The President never saw a loan to a potential voter that he thought needed to be repaid. Everyone is all a twitter that interest rates on student loans are scheduled to go up.  So sad, too bad.  If you borrow money, you really should expect to have to pay it back.

First, let’s get some facts straight.  The current 3.4% rate is not going up for any current loans. The 6.8% rate will only apply to new loans.  Much of the President’s rhetoric and scare tactics have been simply wrong, implying that current loans will go up. Some might even call it a lie, because with the huge federal deficits we have there is certainly someone employed by the federal government who could give the President the correct information.

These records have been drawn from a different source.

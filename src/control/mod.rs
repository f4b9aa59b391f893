//! Device-control state machines.
//!
//! Both controllers are pure: every entry point takes the current monotonic
//! millisecond counter and returns a list of side effects for the shell to
//! execute. Timing logic is therefore testable without real time or real
//! hardware.

mod beverage;
mod power;

pub use beverage::*;
pub use power::*;
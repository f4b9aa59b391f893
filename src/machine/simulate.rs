//! Simulated machine, no hardware required.
//!
//! Models just enough of the real thing to exercise the controllers: a
//! display that only communicates while powered and booted, power commands
//! that work only while it is communicating, and press commands that bump
//! LED levels. A burst of identical writes counts as one press, the way the
//! mainboard debounces repeated messages.

use std::sync::{Arc, Mutex};

use tokio_stream::Stream;

use crate::machine::{CommandBus, MachineError, PowerPin};
use crate::prelude::*;
use crate::protocol::{Command, LedLevel, LED_ON, TOKEN_COFFEE, TOKEN_IDLE, TOKEN_OFF};

/// Time the simulated display takes to boot after a power restore.
const DISPLAY_BOOT_MS: u64 = 3000;
/// Ticks of uptime before the simulated user opens the coffee screen.
const TICKS_UNTIL_SELECTED: u32 = 8;

struct SimState {
    /// Display supply present (the power pin).
    powered: bool,
    /// Display booted and sending status messages.
    communicating: bool,
    /// Machine itself on (idle screen or a selection screen).
    machine_on: bool,
    boot_remaining_ms: u64,
    on_ticks: u32,
    bean: u8,
    size: u8,
    milk: u8,
}

#[derive(Clone)]
pub struct SimulatedMachine {
    state: Arc<Mutex<SimState>>,
}

impl SimulatedMachine {
    /// A machine whose display is asleep: the hard case that needs a power
    /// trip before anything listens.
    pub fn new() -> Self {
        SimulatedMachine {
            state: Arc::new(Mutex::new(SimState {
                powered: true,
                communicating: false,
                machine_on: false,
                boot_remaining_ms: 0,
                on_ticks: 0,
                bean: 2,
                size: 1,
                milk: 2,
            })),
        }
    }

    /// A machine that is already on with the coffee screen open.
    pub fn new_awake() -> Self {
        let sim = Self::new();
        {
            let mut state = sim.state.lock().unwrap();
            state.communicating = true;
            state.machine_on = true;
            state.on_ticks = TICKS_UNTIL_SELECTED + 1;
        }
        sim
    }

    pub fn bus(&self) -> SimBus {
        SimBus {
            state: self.state.clone(),
            last: None,
        }
    }

    pub fn pin(&self) -> SimPin {
        SimPin {
            state: self.state.clone(),
        }
    }

    fn advance(&self, elapsed_ms: u64) -> Option<(String, Vec<u8>)> {
        let mut state = self.state.lock().unwrap();

        if state.powered && state.boot_remaining_ms > 0 {
            state.boot_remaining_ms = state.boot_remaining_ms.saturating_sub(elapsed_ms);
            if state.boot_remaining_ms == 0 {
                state.communicating = true;
            }
        }

        if !state.communicating {
            return None;
        }

        if !state.machine_on {
            state.on_ticks = 0;
            return Some((TOKEN_OFF.to_owned(), blank_frame()));
        }

        state.on_ticks += 1;
        if state.on_ticks <= TICKS_UNTIL_SELECTED {
            Some((TOKEN_IDLE.to_owned(), blank_frame()))
        } else {
            Some((
                TOKEN_COFFEE.to_owned(),
                coffee_frame(state.bean, state.size),
            ))
        }
    }

    /// Status feed the bus reader would produce, one message per period.
    pub fn status_stream(&self, period: Duration) -> impl Stream<Item = (String, Vec<u8>)> {
        let sim = self.clone();
        async_stream::stream! {
            loop {
                tokio::time::sleep(period).await;
                if let Some(message) = sim.advance(period.as_millis() as u64) {
                    yield message;
                }
            }
        }
    }
}

impl Default for SimulatedMachine {
    fn default() -> Self {
        Self::new()
    }
}

fn blank_frame() -> Vec<u8> {
    let mut frame = vec![0u8; 14];
    frame[0] = 0xd5;
    frame[1] = 0x55;
    frame
}

/// Coffee selection screen: bean and size LEDs lit.
fn coffee_frame(bean: u8, size: u8) -> Vec<u8> {
    let mut frame = blank_frame();
    frame[9] = LED_ON;
    frame[8] = LedLevel::from_level(bean).map(u8::from).unwrap_or(0);
    frame[11] = LED_ON;
    frame[10] = LedLevel::from_level(size).map(u8::from).unwrap_or(0);
    frame
}

fn bump(level: u8) -> u8 {
    level % 3 + 1
}

pub struct SimBus {
    state: Arc<Mutex<SimState>>,
    last: Option<Command>,
}

impl CommandBus for SimBus {
    fn write(&mut self, payload: &[u8]) -> Result<(), MachineError> {
        let command = Command::from_payload(payload);
        let edge = command != self.last;
        self.last = command;

        let mut state = self.state.lock().unwrap();
        match command {
            Some(Command::PowerOnWithCleaning) | Some(Command::PowerOnWithoutCleaning) => {
                // The mainboard also catches the command while the display is
                // still booting; a fully dead display hears nothing.
                let listening = state.communicating || state.boot_remaining_ms > 0;
                if listening && !state.machine_on {
                    state.machine_on = true;
                    state.on_ticks = 0;
                }
            }
            Some(Command::PowerOff) => {
                state.machine_on = false;
            }
            Some(Command::PressBean) if edge && state.machine_on => {
                state.bean = bump(state.bean);
            }
            Some(Command::PressSize) if edge && state.machine_on => {
                state.size = bump(state.size);
            }
            Some(Command::PressMilk) if edge && state.machine_on => {
                state.milk = bump(state.milk);
            }
            _ => {}
        }
        Ok(())
    }

    fn flush(&mut self) -> Result<(), MachineError> {
        // End of a burst; the next identical command is a fresh press.
        self.last = None;
        Ok(())
    }
}

pub struct SimPin {
    state: Arc<Mutex<SimState>>,
}

impl PowerPin for SimPin {
    fn set_level(&mut self, high: bool) -> Result<(), MachineError> {
        let mut state = self.state.lock().unwrap();
        if high {
            if !state.powered {
                state.powered = true;
                state.boot_remaining_ms = DISPLAY_BOOT_MS;
            }
        } else {
            state.powered = false;
            state.communicating = false;
            state.machine_on = false;
            state.boot_remaining_ms = 0;
        }
        Ok(())
    }
}
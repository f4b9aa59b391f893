use std::sync::atomic::AtomicBool;
pub static TRACE_ENABLED: AtomicBool = AtomicBool::new(false);

pub fn enable_tracing() {
    TRACE_ENABLED.store(true, std::sync::atomic::Ordering::Relaxed);
}

/// Per-packet tracing, off unless `--trace` was passed.
#[macro_export]
macro_rules! trace_packet {
    ($($arg:tt)*) => {{
        if $crate::logging::TRACE_ENABLED.load(std::sync::atomic::Ordering::Relaxed) {
            eprintln!("[TRACE] {}", std::format!($($arg)*));
        }
    }};
}

#[macro_export]
macro_rules! warning {
    ($($arg:tt)*) => {{
        eprintln!("[WARNING] {}", std::format!($($arg)*));
    }};
}

#[macro_export]
macro_rules! info {
    ($($arg:tt)*) => {{
        println!("{}", std::format!($($arg)*));
    }};
}
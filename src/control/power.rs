//! Power state machine.
//!
//! Turning the machine on is not a single command: when the display is off it
//! does not listen to the bus at all, so we briefly cut and restore its power
//! ("trip") to force a reboot, wait out the boot delay, then inject the
//! power-on sequence. Telemetry observed while the display boots is noise and
//! is suppressed by a grace window.

use crate::prelude::*;
use crate::protocol::Command;

/// Maximum cut/restore cycles before the controller gives up.
pub const MAX_TRIP_COUNT: u32 = 5;
/// Cooldown between consecutive power cuts, on top of the trip delay.
pub const TRIP_RETRY_DELAY_MS: u64 = 100;
/// Extra grace beyond the boot delay, longer than the dispatch routine runs.
pub const DISPATCH_GRACE_MARGIN_MS: u64 = 5000;
/// Injection attempts once the display should be booted.
pub const DISPATCH_ATTEMPTS: u32 = 3;
/// Gap between dispatch attempts.
pub const DISPATCH_ATTEMPT_GAP_MS: u64 = 300;
/// How long the injection flag is held after the last attempt.
pub const DISPATCH_SETTLE_MS: u64 = 500;
/// Time the mainboard needs to digest a power-off burst.
pub const POWER_OFF_SETTLE_MS: u64 = 2000;

#[derive(Clone, Debug, PartialEq, Eq)]
pub struct PowerConfig {
    /// Length of the power outage applied to the display.
    pub trip_delay_ms: u64,
    /// Delay after power restore before the display accepts commands.
    pub boot_delay_ms: u64,
    /// Each command is written `repetitions + 1` times.
    pub repetitions: u32,
    /// Whether power-on should start the rinse cycle.
    pub cleaning: bool,
}

impl Default for PowerConfig {
    fn default() -> Self {
        PowerConfig {
            trip_delay_ms: 750,
            boot_delay_ms: 5000,
            repetitions: 5,
            cleaning: true,
        }
    }
}

/// Logical drive level for the display power pin. The shell maps these onto
/// the physical level, honouring configured polarity.
#[derive(Copy, Clone, Debug, Eq, PartialEq)]
pub enum PinLevel {
    /// Power removed.
    Cut,
    /// Normal supply restored.
    Idle,
}

/// Side effect requested by a transition. The caller executes these in
/// order; `Sleep` stalls the tick for its duration, which only ever happens
/// during explicit user-initiated power transitions.
#[derive(Clone, Debug, PartialEq, Eq)]
pub enum PowerEffect {
    Pin(PinLevel),
    Send(Command),
    Flush,
    Sleep(Duration),
    Injecting(bool),
    Publish(bool),
}

#[derive(Copy, Clone, Debug, Eq, PartialEq)]
enum TripPhase {
    /// No trip sequence in flight.
    Idle,
    /// Trip armed, waiting for the cooldown before the next cut.
    Armed,
    /// Power is cut, waiting to restore it.
    Cutting,
}

/// Drives the machine's power state by injecting protocol commands and, when
/// the display is unresponsive, a bounded power-trip retry sequence.
pub struct PowerController {
    config: PowerConfig,
    published_on: bool,
    trip: TripPhase,
    trip_count: u32,
    trip_start: u64,
    trip_last: u64,
    pending_commands: bool,
    pending_cleaning: bool,
    commands_due_at: Option<u64>,
    grace_until: u64,
}

impl PowerController {
    pub fn new(config: PowerConfig) -> Self {
        PowerController {
            config,
            published_on: false,
            trip: TripPhase::Idle,
            trip_count: 0,
            trip_start: 0,
            trip_last: 0,
            pending_commands: false,
            pending_cleaning: true,
            commands_due_at: None,
            grace_until: 0,
        }
    }

    /// Last power state published to the host.
    pub fn published_on(&self) -> bool {
        self.published_on
    }

    fn push_power_on(&self, cleaning: bool, out: &mut Vec<PowerEffect>) {
        for _ in 0..=self.config.repetitions {
            out.push(PowerEffect::Send(Command::PrePowerOn));
        }
        let command = if cleaning {
            Command::PowerOnWithCleaning
        } else {
            Command::PowerOnWithoutCleaning
        };
        for _ in 0..=self.config.repetitions {
            out.push(PowerEffect::Send(command));
        }
    }

    /// External power request. Power-off and power-on-while-communicating are
    /// handled inline; power-on against a silent display only arms the trip
    /// sequence, which [`PowerController::tick`] then drives.
    pub fn write_state(&mut self, on: bool) -> Vec<PowerEffect> {
        let mut out = vec![];
        if on {
            if self.published_on {
                // Display already talking, no trip needed.
                out.push(PowerEffect::Injecting(true));
                self.push_power_on(self.config.cleaning, &mut out);
                out.push(PowerEffect::Flush);
                out.push(PowerEffect::Injecting(false));
                return out;
            }

            info!("Display not communicating, power tripping first");
            self.trip = TripPhase::Armed;
            self.trip_count = 0;
            self.trip_last = 0; // first cut fires on the next tick
            self.pending_commands = true;
            self.pending_cleaning = self.config.cleaning;
            self.commands_due_at = None;
            // The grace window starts when power is restored, not now.
            self.grace_until = 0;
        } else {
            out.push(PowerEffect::Injecting(true));
            for _ in 0..=self.config.repetitions {
                out.push(PowerEffect::Send(Command::PowerOff));
            }
            out.push(PowerEffect::Flush);
            out.push(PowerEffect::Injecting(false));
            out.push(PowerEffect::Sleep(Duration::from_millis(POWER_OFF_SETTLE_MS)));
        }
        out
    }

    /// Periodic time-based logic: trip scheduling and deferred command
    /// dispatch. `now` is a monotonic millisecond counter.
    pub fn tick(&mut self, now: u64) -> Vec<PowerEffect> {
        let mut out = vec![];

        match self.trip {
            TripPhase::Armed
                if now - self.trip_last > self.config.trip_delay_ms + TRIP_RETRY_DELAY_MS =>
            {
                if self.trip_count >= MAX_TRIP_COUNT {
                    self.trip = TripPhase::Idle;
                    warning!("Power tripping the display failed");
                    return out;
                }
                trace_packet!("power trip {} starting", self.trip_count + 1);
                out.push(PowerEffect::Pin(PinLevel::Cut));
                self.trip = TripPhase::Cutting;
                self.trip_start = now;
            }
            TripPhase::Cutting if now - self.trip_start >= self.config.trip_delay_ms => {
                out.push(PowerEffect::Pin(PinLevel::Idle));
                self.trip = TripPhase::Armed;
                self.trip_last = now;
                self.trip_count += 1;
                trace_packet!("power trip {} complete", self.trip_count);

                if self.trip_count == 1 && self.pending_commands {
                    // The display takes several seconds to boot before it
                    // will accept injected commands.
                    self.commands_due_at = Some(now + self.config.boot_delay_ms);
                    self.grace_until =
                        now + self.config.boot_delay_ms + DISPATCH_GRACE_MARGIN_MS;
                }
            }
            _ => {}
        }

        if self.pending_commands && self.commands_due_at.map_or(false, |at| now >= at) {
            out.push(PowerEffect::Injecting(true));
            for attempt in 0..DISPATCH_ATTEMPTS {
                self.push_power_on(self.pending_cleaning, &mut out);
                out.push(PowerEffect::Flush);
                if attempt + 1 < DISPATCH_ATTEMPTS {
                    out.push(PowerEffect::Sleep(Duration::from_millis(
                        DISPATCH_ATTEMPT_GAP_MS,
                    )));
                }
            }
            // Hold the injection flag a little longer so the tail of the
            // burst cannot be misread as display traffic.
            out.push(PowerEffect::Sleep(Duration::from_millis(DISPATCH_SETTLE_MS)));
            out.push(PowerEffect::Injecting(false));
            self.pending_commands = false;
            self.commands_due_at = None;
            // Job done whether or not the display has reported on yet.
            self.trip = TripPhase::Idle;
            trace_packet!("power-on dispatch complete");
        }

        out
    }

    /// Telemetry-derived power observation.
    pub fn update_state(&mut self, observed: bool, now: u64) -> Vec<PowerEffect> {
        let mut out = vec![];

        // OFF readings while the display boots are noise.
        if !observed && now < self.grace_until {
            return out;
        }

        if observed != self.published_on {
            // Only a completed cut/restore cycle proves the trip worked; an
            // ON reading without one means the display was already awake.
            if observed && self.trip != TripPhase::Idle && self.trip_count > 0 {
                trace_packet!("performed {} power trip(s)", self.trip_count);
                self.trip = TripPhase::Idle;
                self.trip_count = 0;
                // Scheduled dispatch stays pending: the commands still need
                // to reach the mainboard.
            }

            if observed && self.grace_until > 0 {
                // Early ON telemetry is proof of a successful boot.
                self.grace_until = 0;
            }

            self.published_on = observed;
            out.push(PowerEffect::Publish(observed));

            if !observed {
                // A genuine power-off invalidates everything in flight.
                self.trip = TripPhase::Idle;
                self.trip_count = 0;
                self.pending_commands = false;
                self.commands_due_at = None;
            }
        }

        out
    }
}
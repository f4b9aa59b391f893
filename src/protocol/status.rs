//! Coarse machine status tokens published by the display decoder.
//!
//! Tokens arrive as plain strings from the status source. We only interpret
//! the subset needed for power and beverage-amount semantics; everything else
//! parses to [`MachineStatus::Unknown`] and matches nothing.

use super::SettingKind;

pub const TOKEN_OFF: &str = "Off";
pub const TOKEN_IDLE: &str = "Idle";
pub const TOKEN_COFFEE: &str = "Coffee selected";
pub const TOKEN_COFFEE_2X: &str = "Coffee 2x selected";
pub const TOKEN_GROUND_COFFEE: &str = "Ground Coffee selected";
pub const TOKEN_ESPRESSO: &str = "Espresso selected";
pub const TOKEN_ESPRESSO_2X: &str = "Espresso 2x selected";
pub const TOKEN_GROUND_ESPRESSO: &str = "Ground Espresso selected";
pub const TOKEN_AMERICANO: &str = "Americano selected";
pub const TOKEN_AMERICANO_2X: &str = "Americano 2x selected";
pub const TOKEN_GROUND_AMERICANO: &str = "Ground Americano selected";
pub const TOKEN_CAPPUCCINO: &str = "Cappuccino selected";
pub const TOKEN_GROUND_CAPPUCCINO: &str = "Ground Cappuccino selected";
pub const TOKEN_LATTE: &str = "Latte Macchiato selected";
pub const TOKEN_GROUND_LATTE: &str = "Ground Latte Macchiato selected";
pub const TOKEN_HOT_WATER: &str = "Hot Water selected";

/// A beverage the machine can show on its selection screen.
#[derive(Copy, Clone, Debug, Eq, PartialEq, Hash)]
pub enum Beverage {
    Coffee,
    Espresso,
    Americano,
    Cappuccino,
    LatteMacchiato,
}

impl Beverage {
    /// Milk beverages are the only ones with a milk-amount screen.
    pub fn has_milk(self) -> bool {
        matches!(self, Beverage::Cappuccino | Beverage::LatteMacchiato)
    }
}

/// How the beverage was selected.
#[derive(Copy, Clone, Debug, Eq, PartialEq, Hash)]
pub enum SelectionVariant {
    Single,
    Double,
    /// Pre-ground powder instead of beans; the bean-quantity screen does not
    /// exist in this mode.
    Ground,
}

/// Which beverage selection a setting reacts to.
#[derive(Copy, Clone, Debug, Eq, PartialEq, Hash)]
pub enum BeverageSource {
    Coffee,
    Espresso,
    Americano,
    Cappuccino,
    LatteMacchiato,
    HotWater,
    Any,
}

impl BeverageSource {
    fn covers(self, beverage: Beverage) -> bool {
        match self {
            BeverageSource::Any => true,
            BeverageSource::Coffee => beverage == Beverage::Coffee,
            BeverageSource::Espresso => beverage == Beverage::Espresso,
            BeverageSource::Americano => beverage == Beverage::Americano,
            BeverageSource::Cappuccino => beverage == Beverage::Cappuccino,
            BeverageSource::LatteMacchiato => beverage == Beverage::LatteMacchiato,
            BeverageSource::HotWater => false,
        }
    }

    pub fn slug(self) -> &'static str {
        match self {
            BeverageSource::Coffee => "coffee",
            BeverageSource::Espresso => "espresso",
            BeverageSource::Americano => "americano",
            BeverageSource::Cappuccino => "cappuccino",
            BeverageSource::LatteMacchiato => "latte_macchiato",
            BeverageSource::HotWater => "hot_water",
            BeverageSource::Any => "any",
        }
    }
}

/// Parsed status token.
#[derive(Copy, Clone, Debug, Eq, PartialEq)]
pub enum MachineStatus {
    Off,
    Idle,
    Selected(Beverage, SelectionVariant),
    HotWaterSelected,
    Unknown,
}

impl MachineStatus {
    pub fn parse(token: &str) -> MachineStatus {
        use Beverage::*;
        use SelectionVariant::*;
        match token {
            TOKEN_OFF => MachineStatus::Off,
            TOKEN_IDLE => MachineStatus::Idle,
            TOKEN_COFFEE => MachineStatus::Selected(Coffee, Single),
            TOKEN_COFFEE_2X => MachineStatus::Selected(Coffee, Double),
            TOKEN_GROUND_COFFEE => MachineStatus::Selected(Coffee, Ground),
            TOKEN_ESPRESSO => MachineStatus::Selected(Espresso, Single),
            TOKEN_ESPRESSO_2X => MachineStatus::Selected(Espresso, Double),
            TOKEN_GROUND_ESPRESSO => MachineStatus::Selected(Espresso, Ground),
            TOKEN_AMERICANO => MachineStatus::Selected(Americano, Single),
            TOKEN_AMERICANO_2X => MachineStatus::Selected(Americano, Double),
            TOKEN_GROUND_AMERICANO => MachineStatus::Selected(Americano, Ground),
            TOKEN_CAPPUCCINO => MachineStatus::Selected(Cappuccino, Single),
            TOKEN_GROUND_CAPPUCCINO => MachineStatus::Selected(Cappuccino, Ground),
            TOKEN_LATTE => MachineStatus::Selected(LatteMacchiato, Single),
            TOKEN_GROUND_LATTE => MachineStatus::Selected(LatteMacchiato, Ground),
            TOKEN_HOT_WATER => MachineStatus::HotWaterSelected,
            _ => MachineStatus::Unknown,
        }
    }

    pub fn is_off(&self) -> bool {
        *self == MachineStatus::Off
    }

    pub fn is_idle(&self) -> bool {
        *self == MachineStatus::Idle
    }

    /// True if a setting with the given source and kind is the one currently
    /// shown on screen.
    ///
    /// Milk settings never react to black-coffee screens, bean settings do
    /// not exist for pre-ground variants, and hot water only carries a cup
    /// size.
    pub fn selects(&self, source: BeverageSource, kind: SettingKind) -> bool {
        match *self {
            MachineStatus::Selected(beverage, variant) => {
                source.covers(beverage)
                    && !(kind == SettingKind::BeanQuantity && variant == SelectionVariant::Ground)
                    && !(kind == SettingKind::MilkAmount && !beverage.has_milk())
            }
            MachineStatus::HotWaterSelected => {
                kind == SettingKind::CupSize
                    && matches!(source, BeverageSource::HotWater | BeverageSource::Any)
            }
            _ => false,
        }
    }
}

The President, who also never misses an opportunity to try to buy votes with public money, wants to extend the current 3.4% loan rate. Regrettably, Republicans seem unwilling to take on the President on this issue. So much for financial rectitude.

Keep a few things in mind. The federal government has essentially nationalized student loans, so no matter what happens the public loses. Either we lose by subsidizing the rate now or lose by subsidizing future defaults later. Heads the taxpayer loses; tails the taxpayer loses. How’s that for an example of the fairness the President is always blathering on about?

Eventually even the students will lose, too. How so? Well, if Congress extends the 3.4% rate reduction then money will end up being added to the deficit to make up the difference. Who will pay that? In the future it will be the same students whose rates are being subsidized who will hopefully be gainfully employed and will have to pay the cost of the deficit.  Basically, this is why government subsidies never work, eventually everyone ends up losing.

I guess one thing college doesn’t teach a kid is that they have to meet their obligations when they sign their name to a loan document. Sounds to me like a good place to start educational reform.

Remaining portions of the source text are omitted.